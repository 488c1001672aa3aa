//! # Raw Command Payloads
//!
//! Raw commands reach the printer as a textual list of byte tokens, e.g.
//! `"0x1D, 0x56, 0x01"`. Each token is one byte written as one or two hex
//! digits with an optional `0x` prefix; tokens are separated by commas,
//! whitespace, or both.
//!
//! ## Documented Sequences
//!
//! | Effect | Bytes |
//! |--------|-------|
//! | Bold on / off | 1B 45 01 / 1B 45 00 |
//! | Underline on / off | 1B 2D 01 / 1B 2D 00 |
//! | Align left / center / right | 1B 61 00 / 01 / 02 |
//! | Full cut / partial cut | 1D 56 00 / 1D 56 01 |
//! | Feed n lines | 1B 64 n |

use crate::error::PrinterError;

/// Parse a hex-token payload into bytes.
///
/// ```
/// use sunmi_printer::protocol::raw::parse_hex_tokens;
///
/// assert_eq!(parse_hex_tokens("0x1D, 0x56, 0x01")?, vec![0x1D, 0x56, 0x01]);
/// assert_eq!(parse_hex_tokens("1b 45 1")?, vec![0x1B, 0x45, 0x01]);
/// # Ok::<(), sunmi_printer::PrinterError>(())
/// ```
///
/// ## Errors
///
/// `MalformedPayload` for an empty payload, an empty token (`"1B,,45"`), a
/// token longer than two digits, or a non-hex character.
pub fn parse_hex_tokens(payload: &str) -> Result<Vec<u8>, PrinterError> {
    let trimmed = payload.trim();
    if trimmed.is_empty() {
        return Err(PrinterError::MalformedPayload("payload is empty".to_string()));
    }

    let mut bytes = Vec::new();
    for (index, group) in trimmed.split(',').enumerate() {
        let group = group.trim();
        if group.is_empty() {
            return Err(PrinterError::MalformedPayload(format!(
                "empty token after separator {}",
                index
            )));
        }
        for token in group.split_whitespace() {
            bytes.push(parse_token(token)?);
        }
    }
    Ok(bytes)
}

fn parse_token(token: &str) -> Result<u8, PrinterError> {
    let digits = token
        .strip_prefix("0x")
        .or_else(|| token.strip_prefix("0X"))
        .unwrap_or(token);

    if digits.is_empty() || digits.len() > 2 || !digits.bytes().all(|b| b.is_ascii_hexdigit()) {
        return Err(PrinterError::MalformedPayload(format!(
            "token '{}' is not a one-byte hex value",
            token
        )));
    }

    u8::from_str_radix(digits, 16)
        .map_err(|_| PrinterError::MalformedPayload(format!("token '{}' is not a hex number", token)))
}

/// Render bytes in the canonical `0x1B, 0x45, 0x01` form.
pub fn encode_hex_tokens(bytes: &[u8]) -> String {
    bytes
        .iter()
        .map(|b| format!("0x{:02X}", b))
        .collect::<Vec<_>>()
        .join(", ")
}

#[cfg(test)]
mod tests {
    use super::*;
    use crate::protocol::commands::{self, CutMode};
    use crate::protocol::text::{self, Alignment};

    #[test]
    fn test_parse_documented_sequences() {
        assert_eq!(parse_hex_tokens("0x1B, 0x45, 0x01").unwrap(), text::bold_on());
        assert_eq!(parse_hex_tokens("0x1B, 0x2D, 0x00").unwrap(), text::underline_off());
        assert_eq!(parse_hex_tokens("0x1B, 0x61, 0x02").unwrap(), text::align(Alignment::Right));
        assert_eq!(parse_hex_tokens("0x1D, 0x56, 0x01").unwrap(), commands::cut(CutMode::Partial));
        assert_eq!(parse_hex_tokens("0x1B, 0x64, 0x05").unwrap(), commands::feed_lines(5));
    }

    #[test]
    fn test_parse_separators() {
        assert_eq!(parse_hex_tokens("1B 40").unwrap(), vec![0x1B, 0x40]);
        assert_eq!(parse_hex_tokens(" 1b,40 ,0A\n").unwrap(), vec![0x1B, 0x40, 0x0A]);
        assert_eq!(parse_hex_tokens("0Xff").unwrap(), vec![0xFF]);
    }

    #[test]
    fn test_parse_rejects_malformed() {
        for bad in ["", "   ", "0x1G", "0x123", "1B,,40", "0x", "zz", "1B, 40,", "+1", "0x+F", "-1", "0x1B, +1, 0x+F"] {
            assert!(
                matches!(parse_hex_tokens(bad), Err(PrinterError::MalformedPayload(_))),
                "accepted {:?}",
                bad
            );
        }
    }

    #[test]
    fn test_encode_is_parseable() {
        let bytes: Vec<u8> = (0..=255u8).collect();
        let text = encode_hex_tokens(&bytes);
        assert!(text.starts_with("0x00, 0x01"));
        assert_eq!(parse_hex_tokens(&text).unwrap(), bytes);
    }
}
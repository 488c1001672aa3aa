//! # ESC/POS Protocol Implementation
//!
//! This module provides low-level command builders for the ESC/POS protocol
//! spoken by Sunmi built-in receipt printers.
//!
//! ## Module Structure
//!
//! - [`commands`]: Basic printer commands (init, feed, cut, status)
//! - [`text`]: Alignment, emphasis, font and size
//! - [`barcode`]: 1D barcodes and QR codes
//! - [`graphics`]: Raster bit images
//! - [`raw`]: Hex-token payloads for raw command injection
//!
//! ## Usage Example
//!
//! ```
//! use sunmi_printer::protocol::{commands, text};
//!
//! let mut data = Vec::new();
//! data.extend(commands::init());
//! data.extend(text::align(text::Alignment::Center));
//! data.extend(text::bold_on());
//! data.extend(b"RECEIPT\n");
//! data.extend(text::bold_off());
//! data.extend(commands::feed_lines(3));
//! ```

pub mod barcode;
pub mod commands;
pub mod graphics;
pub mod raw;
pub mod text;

....................

- WORK ORDER
With the material above as the source, restate each line word for word.

- ANSWER SPACE
repository 488c1001672aa3aa
//! # Raw Command Payloads
//!
//! Raw commands reach the printer as a textual list of byte tokens, e.g.
//! `"0x1D, 0x56, 0x01"`. Each token is one byte written as one or two hex
//! digits with an optional `0x` prefix; tokens are separated by commas,
//! whitespace, or both.
//!
//! ## Documented Sequences
//!
//! | Effect | Bytes |
//! |--------|-------|
//! | Bold on / off | 1B 45 01 / 1B 45 00 |
//! | Underline on / off | 1B 2D 01 / 1B 2D 00 |
//! | Align left / center / right | 1B 61 00 / 01 / 02 |
//! | Full cut / partial cut | 1D 56 00 / 1D 56 01 |
//! | Feed n lines | 1B 64 n |

use crate::error::PrinterError;

/// Parse a hex-token payload into bytes.
///
/// ```
/// use sunmi_printer::protocol::raw::parse_hex_tokens;
///
/// assert_eq!(parse_hex_tokens("0x1D, 0x56, 0x01")?, vec![0x1D, 0x56, 0x01]);
/// assert_eq!(parse_hex_tokens("1b 45 1")?, vec![0x1B, 0x45, 0x01]);
/// # Ok::<(), sunmi_printer::PrinterError>(())
/// ```
///
/// ## Errors
///
/// `MalformedPayload` for an empty payload, an empty token (`"1B,,45"`), a
/// token longer than two digits, or a non-hex character.
pub fn parse_hex_tokens(payload: &str) -> Result<Vec<u8>, PrinterError> {
    let trimmed = payload.trim();
    if trimmed.is_empty() {
        return Err(PrinterError::MalformedPayload("payload is empty".to_string()));
    }

    let mut bytes = Vec::new();
    for (index, group) in trimmed.split(',').enumerate() {
        let group = group.trim();
        if group.is_empty() {
            return Err(PrinterError::MalformedPayload(format!(
                "empty token after separator {}",
                index
            )));
        }
        for token in group.split_whitespace() {
            bytes.push(parse_token(token)?);
        }
    }
    Ok(bytes)
}

fn parse_token(token: &str) -> Result<u8, PrinterError> {
    let digits = token
        .strip_prefix("0x")
        .or_else(|| token.strip_prefix("0X"))
        .unwrap_or(token);

    if digits.is_empty() || digits.len() > 2 || !digits.bytes().all(|b| b.is_ascii_hexdigit()) {
        return Err(PrinterError::MalformedPayload(format!(
            "token '{}' is not a one-byte hex value",
            token
        )));
    }

    u8::from_str_radix(digits, 16)
        .map_err(|_| PrinterError::MalformedPayload(format!("token '{}' is not a hex number", token)))
}

/// Render bytes in the canonical `0x1B, 0x45, 0x01` form.
pub fn encode_hex_tokens(bytes: &[u8]) -> String {
    bytes
        .iter()
        .map(|b| format!("0x{:02X}", b))
        .collect::<Vec<_>>()
        .join(", ")
}

#[cfg(test)]
mod tests {
    use super::*;
    use crate::protocol::commands::{self, CutMode};
    use crate::protocol::text::{self, Alignment};

    #[test]
    fn test_parse_documented_sequences() {
        assert_eq!(parse_hex_tokens("0x1B, 0x45, 0x01").unwrap(), text::bold_on());
        assert_eq!(parse_hex_tokens("0x1B, 0x2D, 0x00").unwrap(), text::underline_off());
        assert_eq!(parse_hex_tokens("0x1B, 0x61, 0x02").unwrap(), text::align(Alignment::Right));
        assert_eq!(parse_hex_tokens("0x1D, 0x56, 0x01").unwrap(), commands::cut(CutMode::Partial));
        assert_eq!(parse_hex_tokens("0x1B, 0x64, 0x05").unwrap(), commands::feed_lines(5));
    }

    #[test]
    fn test_parse_separators() {
        assert_eq!(parse_hex_tokens("1B 40").unwrap(), vec![0x1B, 0x40]);
        assert_eq!(parse_hex_tokens(" 1b,40 ,0A\n").unwrap(), vec![0x1B, 0x40, 0x0A]);
        assert_eq!(parse_hex_tokens("0Xff").unwrap(), vec![0xFF]);
    }

    #[test]
    fn test_parse_rejects_malformed() {
        for bad in ["", "   ", "0x1G", "0x123", "1B,,40", "0x", "zz", "1B, 40,", "+1", "0x+F", "-1", "0x1B, +1, 0x+F"] {
            assert!(
                matches!(parse_hex_tokens(bad), Err(PrinterError::MalformedPayload(_))),
                "accepted {:?}",
                bad
            );
        }
    }

    #[test]
    fn test_encode_is_parseable() {
        let bytes: Vec<u8> = (0..=255u8).collect();
        let text = encode_hex_tokens(&bytes);
        assert!(text.starts_with("0x00, 0x01"));
        assert_eq!(parse_hex_tokens(&text).unwrap(), bytes);
    }
}
repository 488c1001672aa3aa
//! # ESC/POS Protocol Implementation
//!
//! This module provides low-level command builders for the ESC/POS protocol
//! spoken by Sunmi built-in receipt printers.
//!
//! ## Module Structure
//!
//! - [`commands`]: Basic printer commands (init, feed, cut, status)
//! - [`text`]: Alignment, emphasis, font and size
//! - [`barcode`]: 1D barcodes and QR codes
//! - [`graphics`]: Raster bit images
//! - [`raw`]: Hex-token payloads for raw command injection
//!
//! ## Usage Example
//!
//! ```
//! use sunmi_printer::protocol::{commands, text};
//!
//! let mut data = Vec::new();
//! data.extend(commands::init());
//! data.extend(text::align(text::Alignment::Center));
//! data.extend(text::bold_on());
//! data.extend(b"RECEIPT\n");
//! data.extend(text::bold_off());
//! data.extend(commands::feed_lines(3));
//! ```

pub mod barcode;
pub mod commands;
pub mod graphics;
pub mod raw;
pub mod text;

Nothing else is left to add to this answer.